Beides, Grenzen wie Entgrenzungen bereiten mir ein mulmiges Gefühl. Ich frage mich: Wie halte ich es aus, dass ich in dieser Zeit des Umbruchs noch nicht weiß, wohin der Weg geht? Wie kann ich die Ungewissheit ernstnehmen und gleichzeitig handlungsfähig bleiben? Wie kann ich in dieser Situation sinnvolle, verantwortliche Entscheidungen treffen? Ich traue nicht den einfachen, schnellen Antworten.


So versuche ich, die Phase des Umbruchs selbst als eine kreative Entwicklungsphase zu nutzen. Ich fand dazu anregende Gedanken im Schulbuch für den evangelischen Religionsunterricht in Bayern, mit dem ich in München unterrichtet habe. Das Titelthema des Religionsbuches für die 10. Klasse lautet „Zwischenraum“. Als die Autorinnen und Autoren diesen Titel wählten, ahnten sie noch nichts von der Corona-Pandemie. Vielmehr bezogen sie sich auf den Übergang vom Jugendalter zum Erwachsensein. Das Vorwort lässt sich aber ebenso gut mit Blick auf andere Umbruchphasen lesen. Dort heißt es:
„Liebe Schülerinnen und Schüler, und plötzlich wird man mit „Sie“ angesprochen. Manche Lehrkräfte und manche Klassen wehren sich vehement gegen den Abstand, der da auf einmal in der 10. Jahrgangsstufe eingeführt wird. So ist es oft mit Abständen. Denn auf den ersten Blick fühlt es sich viel angenehmer an, wenn etwas sofort verständlich wird,
wenn etwas vertraut ist, wenn das Leben ohne Unterbrechungen weiterläuft und uns nichts trennen kann. Ein Abstand schafft einen Zwischenraum. Und dieser Zwischenraum kann so bedrohlich leer, manchmal schmerzlich sein, dass man ihn am liebsten gleich überspringen oder zukitten möchte. Andererseits spricht auch einiges dafür, Abstände auszuhalten und nicht gleich zu überwinden. Wenn das eine war und das andere noch nicht ist, dann ist das womöglich
eine sehr offene und kreative Zeit dazwischen: Man könnte den Zwischenraum einmal für sich betrachten, seine Möglichkeiten ausloten, sich überlegen, ob und wie man ihn gestalten kann, ohne ihn zu zerstören…“ (Evangelisches Religionsbuch für Gymnasien 10 „Ortswechsel. Zwischenraum“, Claudius Verlag München 2012, aus dem Vorwort, leicht gekürzt).

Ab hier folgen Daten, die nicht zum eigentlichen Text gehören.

use std::sync::Arc;

use storefront_core::InteractionController;

#[derive(Clone)]
pub(crate) struct AppState {
    pub(crate) controller: Arc<InteractionController>,
    pub(crate) max_body_bytes: usize,
}
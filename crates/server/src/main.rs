use std::{net::SocketAddr, sync::Arc};

use axum::{
    extract::{State, WebSocketUpgrade},
    http::StatusCode,
    response::{Html, IntoResponse, Redirect},
    routing::{get, post},
    Form, Json, Router,
};
use serde::Deserialize;
use shared::{
    domain::{ContactField, ProductId},
    error::{ApiError, ErrorCode},
    protocol::{ActionOutcome, OverlayTarget, StorefrontEvent, StorefrontView, UiAction},
};
use storefront_core::InteractionController;
use tokio::sync::broadcast::{self, error::RecvError};
use tower_http::limit::RequestBodyLimitLayer;
use tracing::{error, info, warn};

mod app_state;
mod config;

use app_state::AppState;
use config::load_settings;

#[derive(Debug, Deserialize)]
struct AddToCartForm {
    product_id: String,
}

#[derive(Debug, Deserialize)]
struct OverlayForm {
    target: OverlayTarget,
}

#[derive(Debug, Deserialize)]
struct QuestionForm {
    #[serde(default)]
    question: String,
}

const MAX_QUESTION_BYTES: usize = 2000;
const MAX_CONTACT_FIELD_BYTES: usize = 4000;
const MAX_CONTACT_FIELDS: usize = 16;

type HttpError = (StatusCode, Json<ApiError>);

#[tokio::main]
async fn main() -> anyhow::Result<()> {
    tracing_subscriber::fmt().with_env_filter("info").init();

    let settings = load_settings();
    let catalog = settings.load_catalog().map_err(|error| {
        error!(%error, "failed to load product catalog");
        error
    })?;
    info!(products = catalog.len(), "catalog loaded");

    let controller = Arc::new(InteractionController::new(
        catalog,
        settings.controller_options(),
    ));
    let state = AppState {
        controller: Arc::clone(&controller),
        max_body_bytes: settings.max_body_bytes,
    };
    let app = build_router(Arc::new(state));

    let addr: SocketAddr = settings.server_bind.parse()?;
    info!(%addr, "storefront listening");
    let listener = tokio::net::TcpListener::bind(addr).await?;
    axum::serve(listener, app)
        .with_graceful_shutdown(shutdown_signal())
        .await?;

    controller.shutdown().await;
    Ok(())
}

async fn shutdown_signal() {
    if let Err(error) = tokio::signal::ctrl_c().await {
        error!(%error, "failed to listen for shutdown signal");
    }
}

fn build_router(state: Arc<AppState>) -> Router {
    let body_limit = RequestBodyLimitLayer::new(state.max_body_bytes);
    Router::new()
        .route("/", get(index))
        .route("/healthz", get(healthz))
        .route("/api/state", get(api_state))
        .route("/api/actions", post(api_dispatch))
        .route("/cart/items", post(form_add_to_cart))
        .route("/cart/close", post(form_close_cart))
        .route("/cart/overlay", post(form_cart_overlay))
        .route("/chat/toggle", post(form_toggle_chat))
        .route("/chat/questions", post(form_ask_question))
        .route("/justifications", post(form_generate_justification))
        .route("/contact", post(form_submit_contact))
        .route("/ws", get(ws_handler))
        .layer(body_limit)
        .with_state(state)
}

async fn healthz() -> &'static str {
    "ok"
}

async fn index(State(state): State<Arc<AppState>>) -> Html<String> {
    Html(state.controller.render_page().await)
}

async fn api_state(State(state): State<Arc<AppState>>) -> Json<StorefrontView> {
    Json(state.controller.snapshot().await)
}

async fn api_dispatch(
    State(state): State<Arc<AppState>>,
    Json(action): Json<UiAction>,
) -> Result<Json<ActionOutcome>, HttpError> {
    validate_action(&action)?;
    Ok(Json(state.controller.dispatch(action).await))
}

async fn form_add_to_cart(
    State(state): State<Arc<AppState>>,
    Form(form): Form<AddToCartForm>,
) -> Redirect {
    state
        .controller
        .dispatch(UiAction::AddToCart {
            product_id: ProductId::new(form.product_id),
        })
        .await;
    back_to_page()
}

async fn form_close_cart(State(state): State<Arc<AppState>>) -> Redirect {
    state.controller.dispatch(UiAction::CloseCart).await;
    back_to_page()
}

async fn form_cart_overlay(
    State(state): State<Arc<AppState>>,
    Form(form): Form<OverlayForm>,
) -> Redirect {
    state
        .controller
        .dispatch(UiAction::CartOverlayClick {
            target: form.target,
        })
        .await;
    back_to_page()
}

async fn form_toggle_chat(State(state): State<Arc<AppState>>) -> Redirect {
    state.controller.dispatch(UiAction::ToggleChat).await;
    back_to_page()
}

async fn form_ask_question(
    State(state): State<Arc<AppState>>,
    Form(form): Form<QuestionForm>,
) -> Result<Redirect, HttpError> {
    ensure_question_len(&form.question)?;
    state.controller.ask(form.question).await;
    Ok(back_to_page())
}

async fn form_generate_justification(State(state): State<Arc<AppState>>) -> Redirect {
    state
        .controller
        .dispatch(UiAction::GenerateJustification)
        .await;
    back_to_page()
}

async fn form_submit_contact(
    State(state): State<Arc<AppState>>,
    Form(fields): Form<Vec<(String, String)>>,
) -> Result<Redirect, HttpError> {
    let fields: Vec<ContactField> = fields
        .into_iter()
        .map(|(name, value)| ContactField { name, value })
        .collect();
    ensure_contact_fields(&fields)?;
    state
        .controller
        .dispatch(UiAction::SubmitContactForm { fields })
        .await;
    Ok(back_to_page())
}

async fn ws_handler(ws: WebSocketUpgrade, State(state): State<Arc<AppState>>) -> impl IntoResponse {
    ws.on_upgrade(move |socket| ws_connection(state, socket))
}

async fn ws_connection(state: Arc<AppState>, socket: axum::extract::ws::WebSocket) {
    use axum::extract::ws::Message;
    use futures::{SinkExt, StreamExt};

    let (mut sender, mut receiver) = socket.split();
    let mut events_rx = state.controller.subscribe();

    let send_task = tokio::spawn(async move {
        while let Some(text) = next_event_text(&mut events_rx).await {
            if sender.send(Message::Text(text)).await.is_err() {
                break;
            }
        }
    });

    while let Some(Ok(_msg)) = receiver.next().await {}

    send_task.abort();
}

/// Next event encoded as JSON. A lagging subscriber skips what it missed and keeps
/// going; `None` means the controller is gone.
async fn next_event_text(events_rx: &mut broadcast::Receiver<StorefrontEvent>) -> Option<String> {
    loop {
        match events_rx.recv().await {
            Ok(event) => match serde_json::to_string(&event) {
                Ok(text) => return Some(text),
                Err(error) => warn!(%error, "failed to encode storefront event"),
            },
            Err(RecvError::Lagged(skipped)) => {
                warn!(skipped, "websocket subscriber lagged behind storefront events");
            }
            Err(RecvError::Closed) => return None,
        }
    }
}

fn back_to_page() -> Redirect {
    Redirect::to("/")
}

fn validate_action(action: &UiAction) -> Result<(), HttpError> {
    match action {
        UiAction::EditQuestion { text } => ensure_question_len(text),
        UiAction::AskQuestion { question } => ensure_question_len(question),
        UiAction::EditContactField { name, value } => ensure_contact_field(name, value),
        UiAction::SubmitContactForm { fields } => ensure_contact_fields(fields),
        _ => Ok(()),
    }
}

fn ensure_question_len(question: &str) -> Result<(), HttpError> {
    if question.len() > MAX_QUESTION_BYTES {
        return Err(validation_error(
            ErrorCode::QuestionTooLong,
            format!("question exceeds {MAX_QUESTION_BYTES} bytes"),
        ));
    }
    Ok(())
}

fn ensure_contact_fields(fields: &[ContactField]) -> Result<(), HttpError> {
    if fields.len() > MAX_CONTACT_FIELDS {
        return Err(validation_error(
            ErrorCode::TooManyContactFields,
            format!("contact form accepts at most {MAX_CONTACT_FIELDS} fields"),
        ));
    }
    for field in fields {
        ensure_contact_field(&field.name, &field.value)?;
    }
    Ok(())
}

fn ensure_contact_field(name: &str, value: &str) -> Result<(), HttpError> {
    if name.trim().is_empty() {
        return Err(validation_error(
            ErrorCode::InvalidContactField,
            "contact field name cannot be empty",
        ));
    }
    if value.len() > MAX_CONTACT_FIELD_BYTES {
        return Err(validation_error(
            ErrorCode::InvalidContactField,
            format!("contact field '{name}' exceeds {MAX_CONTACT_FIELD_BYTES} bytes"),
        ));
    }
    Ok(())
}

fn validation_error(code: ErrorCode, message: impl Into<String>) -> HttpError {
    (StatusCode::BAD_REQUEST, Json(ApiError::new(code, message)))
}

#[cfg(test)]
#[path = "tests/main_tests.rs"]
mod tests;
use std::{fs, path::PathBuf};

use anyhow::{Context, Result};
use clap::{Parser, Subcommand};
use shared::{domain::ProductId, protocol::UiAction};
use storefront_core::{Catalog, ControllerOptions, InteractionController};

#[derive(Parser, Debug)]
struct Cli {
    /// Product feed to use instead of the built-in demo catalog.
    #[arg(long)]
    catalog: Option<PathBuf>,
    #[command(subcommand)]
    command: Command,
}

#[derive(Subcommand, Debug)]
enum Command {
    ListProducts,
    CheckCatalog,
    RenderPage {
        /// Product ids to put in the cart before rendering; repeat for duplicates.
        #[arg(long = "add")]
        add: Vec<String>,
        #[arg(long)]
        output: Option<PathBuf>,
    },
}

#[tokio::main]
async fn main() -> Result<()> {
    tracing_subscriber::fmt().with_env_filter("warn").init();
    let cli = Cli::parse();
    let catalog = match &cli.catalog {
        Some(path) => Catalog::load(path)
            .with_context(|| format!("failed to load catalog from '{}'", path.display()))?,
        None => Catalog::builtin(),
    };

    match cli.command {
        Command::ListProducts => {
            for product in catalog.products() {
                println!("{}\t{}\t{}", product.id, product.price, product.name);
            }
        }
        Command::CheckCatalog => {
            println!("catalog ok: {} products", catalog.len());
        }
        Command::RenderPage { add, output } => {
            let controller = InteractionController::new(catalog, ControllerOptions::default());
            for id in add {
                controller
                    .dispatch(UiAction::AddToCart {
                        product_id: ProductId::new(id),
                    })
                    .await;
            }
            let html = controller.render_page().await;
            match output {
                Some(path) => {
                    fs::write(&path, html)
                        .with_context(|| format!("failed to write '{}'", path.display()))?;
                    tracing::info!(path = %path.display(), "page written");
                }
                None => print!("{html}"),
            }
        }
    }

    Ok(())
}
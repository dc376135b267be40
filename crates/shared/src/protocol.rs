use serde::{Deserialize, Serialize};

use crate::domain::{BuyerContext, CartSummaryRow, ChatMessage, ContactField, Notice, Product, ProductId};

/// Where a click on the cart overlay landed.
#[derive(Debug, Clone, Copy, PartialEq, Eq, Serialize, Deserialize)]
#[serde(rename_all = "snake_case")]
pub enum OverlayTarget {
    Background,
    Content,
}

/// One user-observable event delivered to the interaction controller.
#[derive(Debug, Clone, PartialEq, Eq, Serialize, Deserialize)]
#[serde(tag = "type", content = "payload", rename_all = "snake_case")]
pub enum UiAction {
    AddToCart {
        product_id: ProductId,
    },
    /// Both the ask-procurement control and the chat close control flip visibility.
    ToggleChat,
    EditQuestion {
        text: String,
    },
    QuestionKeyPress {
        key: String,
        #[serde(default)]
        shift: bool,
    },
    SendQuestion,
    /// Sets the question and sends it in one step.
    AskQuestion {
        question: String,
    },
    CloseCart,
    CartOverlayClick {
        target: OverlayTarget,
    },
    GenerateJustification,
    EditContactField {
        name: String,
        value: String,
    },
    SubmitContact,
    /// Applies the posted fields and submits them in one step.
    SubmitContactForm {
        fields: Vec<ContactField>,
    },
}

impl UiAction {
    pub fn name(&self) -> &'static str {
        match self {
            UiAction::AddToCart { .. } => "add_to_cart",
            UiAction::ToggleChat => "toggle_chat",
            UiAction::EditQuestion { .. } => "edit_question",
            UiAction::QuestionKeyPress { .. } => "question_key_press",
            UiAction::SendQuestion => "send_question",
            UiAction::AskQuestion { .. } => "ask_question",
            UiAction::CloseCart => "close_cart",
            UiAction::CartOverlayClick { .. } => "cart_overlay_click",
            UiAction::GenerateJustification => "generate_justification",
            UiAction::EditContactField { .. } => "edit_contact_field",
            UiAction::SubmitContact => "submit_contact",
            UiAction::SubmitContactForm { .. } => "submit_contact_form",
        }
    }
}

#[derive(Debug, Clone, Default, PartialEq, Eq, Serialize, Deserialize)]
pub struct ActionOutcome {
    #[serde(default, skip_serializing_if = "Option::is_none")]
    pub notice: Option<Notice>,
}

impl ActionOutcome {
    pub fn quiet() -> Self {
        Self::default()
    }

    pub fn with_notice(notice: Notice) -> Self {
        Self {
            notice: Some(notice),
        }
    }
}

#[derive(Debug, Clone, Serialize, Deserialize)]
#[serde(tag = "type", content = "payload", rename_all = "snake_case")]
pub enum StorefrontEvent {
    CartChanged {
        entries: usize,
        summary: Vec<CartSummaryRow>,
    },
    CartPanelChanged {
        visible: bool,
    },
    ChatPanelChanged {
        open: bool,
    },
    ChatMessageAppended {
        message: ChatMessage,
    },
    InquiryResolved {
        message: ChatMessage,
    },
    ContactFormReset,
    Notice(Notice),
}

/// Serializable snapshot of everything the page renders.
#[derive(Debug, Clone, Serialize, Deserialize)]
pub struct StorefrontView {
    pub products: Vec<Product>,
    pub cart_entries: usize,
    pub cart_summary: Vec<CartSummaryRow>,
    pub cart_visible: bool,
    pub chat_open: bool,
    pub question_draft: String,
    pub transcript: Vec<ChatMessage>,
    pub contact_fields: Vec<ContactField>,
    pub buyer: BuyerContext,
    #[serde(default, skip_serializing_if = "Option::is_none")]
    pub flash: Option<Notice>,
}
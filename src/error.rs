use thiserror::Error;

/// Describes the potential error conditions that might arise from rsvss operations.
#[derive(Debug, Error)]
pub enum Error {
    /// An option name that is not in the option table.
    #[error("unknown option {0:?}")]
    UnknownOption(String),

    /// A value that the named option does not accept.
    #[error("invalid value {value:?} for option {option:?}")]
    InvalidOptionValue { option: String, value: String },

    /// An option table that failed validation while being built.
    #[error("invalid option table: {0}")]
    InvalidOptionTable(String),

    /// No `ss.exe` could be located for this repository.
    #[error("unable to locate the SourceSafe executable (ss.exe)")]
    ToolNotFound,

    /// `ss.exe` ran but exited with a non-zero status.
    ///
    /// `code` is `None` when the process was terminated by a signal.
    #[error("ss.exe failed with {}", describe_code(.code))]
    CommandFailed {
        code: Option<i32>,
        stdout: Vec<u8>,
        stderr: Vec<u8>,
    },

    #[error(transparent)]
    Io(#[from] std::io::Error),
}

fn describe_code(code: &Option<i32>) -> String {
    match code {
        Some(code) => format!("exit code {}", code),
        None => "no exit code".to_string(),
    }
}

/// A specialized `Result` type for rsvss operations.
pub type Result<T> = std::result::Result<T, Error>;

#[cfg(test)]
mod tests {
    use super::*;

    #[test]
    fn messages_name_the_offender() {
        let err = Error::UnknownOption("recursiv".to_string());
        assert_eq!(err.to_string(), "unknown option \"recursiv\"");

        let err = Error::InvalidOptionValue {
            option: "format".to_string(),
            value: "rtf".to_string(),
        };
        assert_eq!(
            err.to_string(),
            "invalid value \"rtf\" for option \"format\""
        );
    }

    #[test]
    fn command_failed_message() {
        let err = Error::CommandFailed {
            code: Some(100),
            stdout: Vec::new(),
            stderr: Vec::new(),
        };
        assert_eq!(err.to_string(), "ss.exe failed with exit code 100");

        let err = Error::CommandFailed {
            code: None,
            stdout: Vec::new(),
            stderr: Vec::new(),
        };
        assert_eq!(err.to_string(), "ss.exe failed with no exit code");
    }
}
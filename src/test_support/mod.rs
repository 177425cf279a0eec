// Items in this module (and submodules) are only used in test code,
// so we disable the unused_imports warning.

mod fake_ss;

#[allow(unused_imports)]
pub(crate) use fake_ss::{stdout_lines, FakeSs};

Zwischenräume und „Zwischen-Zeiten“ können Chancen eröffnen. Rückblickend betrachtet sind mir die Zeiten in meinem Leben, in denen es Umbrüche oder Umwege gab, zu besonders kostbaren Lebensphasen geworden. Auch die Narbe an meinem Ellbogen gehört jetzt zu mir und erzählt eine besondere Geschichte. Mich berührt ein Liedtext des kanadischen Sängers Leonard Cohen (u.a. bekannt durch sein oft gecovertes „Hallelujah“). Leonard Cohen benennt offen die Brüche im Leben. Und er beschreibt in seinem Song „Anthem“ (dt. „Hymne“) mit einem poetischen Bild, welche Chance er darin sieht: „There is a crack, a crack in everything. That’s how the light gets in.” (dt.: „Da ist ein Riss, ein Riss in allem. Das ist der Spalt, durch den das Licht einfällt.“)./


Ich wünsche uns allen viel Mut und Kraft – und das einfallende, göttliche Licht – in dieser Zeit des Umbruchs!